В комнате Наталии огромные стеллажи с книгами и фотографиями, красный угол со старинными иконами, которые собирал по деревням дед Петр, получивший-таки высшее образование и ставший историком, он сам их реставрировал. Огромный письменный стол, за которым мы сидим, занимает полкомнаты. Всю мебель много лет назад делал друг семьи, оперный певец из Большого театра.
На полу – коробка, полная чашек, сумок и футболок с принтами Мириных рисунков – их недавно привезли, и почти все уже распродано. Ее рисунки и короткие надписи к ним – милые и остроумные, быстро нашли своего покупателя. Более того, она заработала свою первую тысячу долларов и теперь с упоением тратит их на «Али-экспресс». Она называет свое творчество «миримализмами».
Мира садится рядом и кладет маме голову на плечо.
– Как вы предпочитаете называть Миру и людей с похожими особенностями?
– Люди с ментальными заболеваниями. С особенностями, – говорит Наталия.
– С изюминкой! – шутит Мира.
– С особенной изюминкой? – язвит Наталия, и обе смеются…
Несколько лет назад жизнь семьи разделилась на до и после. Наталия с детьми попала в аварию: на их маленькую машину упал КамАЗ. Мира сильно пострадала, и дальше все было как в страшном сне.
– У нее сбился весь обмен веществ, она стала расти во все стороны. Сначала вообще сказали, что у нее рак, потом рак отменили, мы долго искали, в чем причина, и только с пятой попытки нашелся специалист, который понял, что происходит. Травма запустила процесс физических изменений, а вот что запустило психические, можно только гадать. Мне легче думать, что это наследственность, увы, есть откуда. Когда Мира в 13 лет совершила попытку суицида, я списывала это на депрессию, на проблемы в школе, но через несколько сеансов у психолога стало понятно, что нет… У Миры были галлюцинации. Нам дико повезло – ее психолог нас отправил к прекрасному психиатру, с тех пор Мира живет на таблетках и во время обострений лежит в психиатрической больнице…

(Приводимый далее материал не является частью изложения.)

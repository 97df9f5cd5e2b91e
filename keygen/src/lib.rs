//! Generation of libp2p peer identities
//!
//! Four key algorithms are supported (RSA, Ed25519, Secp256k1 and ECDSA on NIST P-256). A
//! generated [`KeyPair`] carries the raw private and public key bytes together with the
//! [`PeerIdentity`] derived from the public key.
//!
//! # Raw encodings
//!
//! The byte layouts are the ones go-libp2p returns from `Raw()`, so that keys produced here can
//! be loaded by other libp2p implementations:
//!
//! | algorithm | private                      | public                         |
//! |-----------|------------------------------|--------------------------------|
//! | RSA       | PKCS#1 DER                   | X.509 SubjectPublicKeyInfo DER |
//! | Ed25519   | 32 bytes seed ‖ 32 bytes key | 32 bytes                       |
//! | Secp256k1 | 32 bytes scalar              | 33 bytes compressed SEC1 point |
//! | ECDSA     | SEC1 ECPrivateKey DER        | X.509 SubjectPublicKeyInfo DER |
//!
//! # Identification
//!
//! The peer id is the multihash over the protobuf encoding of the libp2p public key (identity
//! hash for short keys, SHA2-256 otherwise). The content id is a CIDv1 with the `libp2p-key`
//! codec wrapping the very same multihash, so both are pure functions of the public key.
//!
//! # Handling of key material
//!
//! Private key bytes live in [`zeroize::Zeroizing`] buffers, and no `Debug` implementation or
//! log statement in this crate ever prints them.

mod algorithm;
mod encoded;
mod error;
mod identity;
mod pair;
mod private;
mod public;

pub use algorithm::KeyAlgorithm;
pub use encoded::EncodedKeyPair;
pub use error::KeyError;
pub use identity::{PeerIdentity, LIBP2P_KEY_CODEC};
pub use libp2p_identity::PeerId;
pub use pair::KeyPair;
pub use private::{PrivateKey, MAX_RSA_BITS, MIN_RSA_BITS};
pub use public::PublicKey;

pub type Result<T> = std::result::Result<T, KeyError>;
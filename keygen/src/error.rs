use derive_more::{Display, Error};

/// Everything that can go wrong while producing a key pair.
///
/// None of these is retried internally; a failed call never yields a partial key pair.
#[derive(Debug, Clone, PartialEq, Eq, Display, Error)]
pub enum KeyError {
    /// The request was rejected before any key material was generated.
    #[display(fmt = "invalid input: {}", _0)]
    InvalidInput(#[error(ignore)] String),
    /// The cryptographic primitive could not produce a key pair.
    #[display(fmt = "unable to generate key: {}", _0)]
    Generation(#[error(ignore)] String),
    /// Key material exists but could not be turned into bytes or an identifier.
    #[display(fmt = "unable to encode key: {}", _0)]
    Encoding(#[error(ignore)] String),
}

impl KeyError {
    pub(crate) fn encoding(what: &str, err: impl std::fmt::Display) -> Self {
        KeyError::Encoding(format!("{}: {}", what, err))
    }

    pub(crate) fn generation(err: impl std::fmt::Display) -> Self {
        KeyError::Generation(err.to_string())
    }
}
use crate::{KeyError, Result};
use serde::{Deserialize, Serialize};
use std::fmt::{self, Debug};

/// Textual form of a [`KeyPair`](crate::KeyPair)
///
/// `private` and `public` are standard padded base64 of the raw key bytes, `peer_id` is the
/// base58btc peer id and `content_id` the base32 CIDv1 of the same multihash. The values are not
/// redacted here; whoever persists them decides about sensitivity.
#[derive(Clone, PartialEq, Eq, Serialize, Deserialize)]
#[serde(rename_all = "camelCase")]
pub struct EncodedKeyPair {
    pub private: String,
    pub public: String,
    pub peer_id: String,
    pub content_id: String,
}

impl Debug for EncodedKeyPair {
    fn fmt(&self, f: &mut fmt::Formatter<'_>) -> fmt::Result {
        f.debug_struct("EncodedKeyPair")
            .field("peer_id", &self.peer_id)
            .field("content_id", &self.content_id)
            .finish_non_exhaustive()
    }
}

impl EncodedKeyPair {
    pub fn decode_private(&self) -> Result<Vec<u8>> {
        base64::decode(&self.private).map_err(|e| KeyError::encoding("private key base64", e))
    }

    pub fn decode_public(&self) -> Result<Vec<u8>> {
        base64::decode(&self.public).map_err(|e| KeyError::encoding("public key base64", e))
    }
}
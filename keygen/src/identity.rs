use crate::{public::PublicKey, KeyError, Result};
use cid::Cid;
use libp2p_identity::PeerId;
use multihash::Multihash;
use std::fmt::{self, Display};

/// Multicodec code of `libp2p-key`, the content type of a peer id CID.
pub const LIBP2P_KEY_CODEC: u64 = 0x72;

/// The identifiers derived from a public key.
///
/// Both views share one multihash: the peer id renders it base58btc, the content id wraps it in
/// a CIDv1 rendered base32.
#[derive(Debug, Clone, Copy, PartialEq, Eq, Hash)]
pub struct PeerIdentity {
    peer_id: PeerId,
}

impl PeerIdentity {
    pub fn from_public_key(public: &PublicKey) -> Result<Self> {
        Ok(Self {
            peer_id: public.to_peer_id()?,
        })
    }

    /// Parse a peer id CID as produced by [`PeerIdentity::content_id`].
    pub fn from_content_id(s: &str) -> Result<Self> {
        let cid: Cid = s.parse().map_err(|e| KeyError::encoding("content id", e))?;
        if cid.codec() != LIBP2P_KEY_CODEC {
            return Err(KeyError::Encoding(format!(
                "content id codec {:#x} is not libp2p-key",
                cid.codec()
            )));
        }
        let peer_id = PeerId::from_multihash(cid.hash().to_owned())
            .map_err(|mh| KeyError::Encoding(format!("multihash code {:#x} is no peer id", mh.code())))?;
        Ok(Self { peer_id })
    }

    pub fn peer_id(&self) -> PeerId {
        self.peer_id
    }

    pub fn multihash(&self) -> Multihash<64> {
        self.peer_id.into()
    }

    pub fn content_id(&self) -> Cid {
        Cid::new_v1(LIBP2P_KEY_CODEC, self.multihash())
    }
}

impl Display for PeerIdentity {
    fn fmt(&self, f: &mut fmt::Formatter<'_>) -> fmt::Result {
        write!(f, "{}", self.peer_id)
    }
}

impl From<PeerId> for PeerIdentity {
    fn from(peer_id: PeerId) -> Self {
        Self { peer_id }
    }
}

#[cfg(test)]
mod tests {
    use super::*;
    use crate::KeyAlgorithm;

    const IDENTITY: u64 = 0x00;
    const SHA2_256: u64 = 0x12;

    fn identity(algorithm: KeyAlgorithm) -> PeerIdentity {
        let bits = if algorithm.uses_bits() { 2048 } else { 0 };
        let (_, public) = crate::PrivateKey::generate(algorithm, bits).unwrap();
        PeerIdentity::from_public_key(&public).unwrap()
    }

    #[test]
    fn short_keys_are_inlined() {
        assert_eq!(identity(KeyAlgorithm::Ed25519).multihash().code(), IDENTITY);
        assert_eq!(identity(KeyAlgorithm::Secp256k1).multihash().code(), IDENTITY);
        assert_eq!(identity(KeyAlgorithm::Ecdsa).multihash().code(), SHA2_256);
        assert_eq!(identity(KeyAlgorithm::Rsa).multihash().code(), SHA2_256);
    }

    #[test]
    fn textual_prefixes() {
        for algorithm in KeyAlgorithm::ALL {
            let prefix = match algorithm {
                KeyAlgorithm::Ed25519 => "12D3KooW",
                KeyAlgorithm::Secp256k1 => "16Uiu2",
                KeyAlgorithm::Rsa | KeyAlgorithm::Ecdsa => "Qm",
            };
            let id = identity(algorithm);
            assert!(id.to_string().starts_with(prefix), "{}: {}", algorithm, id);
            let cid = id.content_id().to_string();
            assert!(cid.starts_with("bafz"), "{}: {}", algorithm, cid);
        }
    }

    #[test]
    fn content_id_roundtrip() {
        for algorithm in [KeyAlgorithm::Ed25519, KeyAlgorithm::Ecdsa] {
            let id = identity(algorithm);
            let cid = id.content_id().to_string();
            assert_eq!(PeerIdentity::from_content_id(&cid).unwrap(), id);
        }
    }

    #[test]
    fn content_id_must_be_libp2p_key() {
        let id = identity(KeyAlgorithm::Ed25519);
        let raw = Cid::new_v1(0x55, id.multihash()).to_string();
        assert!(matches!(PeerIdentity::from_content_id(&raw), Err(KeyError::Encoding(_))));
        assert!(matches!(PeerIdentity::from_content_id("nope"), Err(KeyError::Encoding(_))));
    }
}
use crate::KeyError;
use serde::{Deserialize, Serialize};
use std::{fmt, str::FromStr};

/// The key algorithms a peer identity can be generated for.
///
/// The textual names are case sensitive and match the libp2p key type names in upper case.
#[derive(Debug, Clone, Copy, PartialEq, Eq, Hash, PartialOrd, Ord, Serialize, Deserialize)]
#[serde(rename_all = "UPPERCASE")]
pub enum KeyAlgorithm {
    Rsa,
    Ed25519,
    Secp256k1,
    Ecdsa,
}

impl KeyAlgorithm {
    pub const ALL: [KeyAlgorithm; 4] = [
        KeyAlgorithm::Rsa,
        KeyAlgorithm::Ed25519,
        KeyAlgorithm::Secp256k1,
        KeyAlgorithm::Ecdsa,
    ];

    pub const fn as_str(self) -> &'static str {
        match self {
            KeyAlgorithm::Rsa => "RSA",
            KeyAlgorithm::Ed25519 => "ED25519",
            KeyAlgorithm::Secp256k1 => "SECP256K1",
            KeyAlgorithm::Ecdsa => "ECDSA",
        }
    }

    /// Whether the bit length influences generation; the other algorithms have a fixed size.
    pub fn uses_bits(self) -> bool {
        matches!(self, KeyAlgorithm::Rsa)
    }

    pub fn names() -> impl Iterator<Item = &'static str> {
        Self::ALL.iter().map(|a| a.as_str())
    }
}

impl fmt::Display for KeyAlgorithm {
    fn fmt(&self, f: &mut fmt::Formatter<'_>) -> fmt::Result {
        f.write_str(self.as_str())
    }
}

impl FromStr for KeyAlgorithm {
    type Err = KeyError;

    fn from_str(s: &str) -> Result<Self, Self::Err> {
        Self::ALL.iter().copied().find(|a| a.as_str() == s).ok_or_else(|| {
            KeyError::InvalidInput(format!(
                "unsupported key type `{}`, expected one of {}",
                s,
                Self::names().collect::<Vec<_>>().join(", ")
            ))
        })
    }
}

#[cfg(test)]
mod tests {
    use super::KeyAlgorithm;
    use crate::KeyError;
    use quickcheck::{Arbitrary, Gen};
    use quickcheck_macros::quickcheck;

    impl Arbitrary for KeyAlgorithm {
        fn arbitrary(g: &mut Gen) -> Self {
            *g.choose(&KeyAlgorithm::ALL).unwrap()
        }
    }

    #[quickcheck]
    fn str_roundtrip(algorithm: KeyAlgorithm) -> bool {
        algorithm.to_string().parse::<KeyAlgorithm>() == Ok(algorithm)
    }

    #[quickcheck]
    fn only_exact_names_parse(s: String) -> bool {
        match s.parse::<KeyAlgorithm>() {
            Ok(a) => a.as_str() == s,
            Err(KeyError::InvalidInput(_)) => !KeyAlgorithm::names().any(|n| n == s),
            Err(_) => false,
        }
    }

    #[test]
    fn names_are_case_exact() {
        assert_eq!("ED25519".parse::<KeyAlgorithm>().unwrap(), KeyAlgorithm::Ed25519);
        assert!("ed25519".parse::<KeyAlgorithm>().is_err());
        assert!("Rsa".parse::<KeyAlgorithm>().is_err());
        let err = "UNKNOWN".parse::<KeyAlgorithm>().unwrap_err();
        assert_eq!(
            err.to_string(),
            "invalid input: unsupported key type `UNKNOWN`, expected one of RSA, ED25519, SECP256K1, ECDSA"
        );
    }

    #[test]
    fn serde_uses_external_names() {
        assert_eq!(serde_json::to_string(&KeyAlgorithm::Secp256k1).unwrap(), "\"SECP256K1\"");
        let a: KeyAlgorithm = serde_json::from_str("\"ECDSA\"").unwrap();
        assert_eq!(a, KeyAlgorithm::Ecdsa);
    }

    #[test]
    fn only_rsa_uses_bits() {
        let with_bits: Vec<_> = KeyAlgorithm::ALL.iter().filter(|a| a.uses_bits()).collect();
        assert_eq!(with_bits, vec![&KeyAlgorithm::Rsa]);
    }
}
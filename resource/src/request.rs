use crate::{
    error::{ErrorCode, KeyResourceResult},
    schema::Schema,
};
use libp2p_keygen::KeyAlgorithm;
use serde::{Deserialize, Serialize};

/// The user supplied inputs of a `libp2p_key`, exactly as configured.
#[derive(Debug, Clone, PartialEq, Eq, Serialize, Deserialize)]
pub struct KeyRequest {
    #[serde(rename = "type")]
    pub key_type: String,
    #[serde(default, skip_serializing_if = "Option::is_none")]
    pub bits: Option<i64>,
}

/// A request that passed validation.
#[derive(Debug, Clone, Copy, PartialEq, Eq)]
pub struct KeySpec {
    pub algorithm: KeyAlgorithm,
    pub bits: Option<i64>,
}

impl KeyRequest {
    pub fn new(key_type: impl Into<String>, bits: Option<i64>) -> Self {
        Self {
            key_type: key_type.into(),
            bits,
        }
    }

    /// Check the inputs against the schema and map the type name onto its algorithm.
    pub fn validate(&self, schema: &Schema) -> KeyResourceResult<KeySpec> {
        schema.check_str("type", &self.key_type)?;
        if let Some(bits) = self.bits {
            schema.check_int("bits", bits)?;
        }
        let algorithm = self.key_type.parse::<KeyAlgorithm>()?;
        if algorithm.uses_bits() && self.bits.is_none() {
            return Err(ErrorCode::ERR_INVALID_INPUT
                .with_message(format!("bits is required for {} keys", algorithm)));
        }
        Ok(KeySpec {
            algorithm,
            bits: self.bits,
        })
    }
}

impl KeySpec {
    /// The bit count handed to the generator. Only algorithms that ignore it may leave it out.
    pub fn generation_bits(&self) -> i64 {
        self.bits.unwrap_or_default()
    }
}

Жизнь пришлось перестраивать. До 13 лет Мира училась в знаменитой 67-й школе, которую заканчивала и сама Наталия, и ее старшая дочь. Она училась в биохимическом классе, ездила на биостанцию и была уверена, что будет зоологом, точнее герпетологом – специалистом по рептилиям. Когда начались проблемы со здоровьем и стало понятно, что с прежними нагрузками на фоне болезни Мира больше там не сможет, мама нашла крошечный частный лицей, в котором учатся дети, не вписавшиеся в обычную школу. В этой школе нет проблемы буллинга – почти все, кто учится там, настрадались от травли раньше, никто никого не задирает.
Мира спокойно говорит о своей болезни:
– Болячка моя такая, что в какой-то момент мне может быть вообще хорошо, клево, а потом – перекрывает и становится очень плохо. И так – несколько раз за день. Качели такие…
Мирина «болячка» – это биполярное аффективное расстройство. Раньше его называли маниакально-депрессивным психозом. Это расстройство, при котором человек испытывает резкие немотивированные смены настроения.
Когда мы общались, у Миры была так называемая «маниакальная» стадия. Она быстро реагировала, шутила, смеялась и спокойно говорила о ситуации. У нее отменное чувство юмора и острый ум. При мимолетном контакте заподозрить проблемы невозможно. Но если бы она находилась во второй стадии – депрессивной – то вряд ли бы вышла из комнаты. Или, выйдя, сидела бы молча. На этих «качелях» она раскачивается постоянно. Их корректируют дорогие лекарства. В этом году осеннее обострение впервые обошлось без больницы. Врачи говорят, что, возможно, со временем, когда закончится гормональная перестройка, ремиссии могут становиться длиннее.
Я замкнулась и никому ничего не говорила
Три года потребовалось Наталье, прежде чем она поняла, что может говорить об этом открыто. Три года больниц, непрерывной работы с психологами, психиатрами и вопросов «почему со мной».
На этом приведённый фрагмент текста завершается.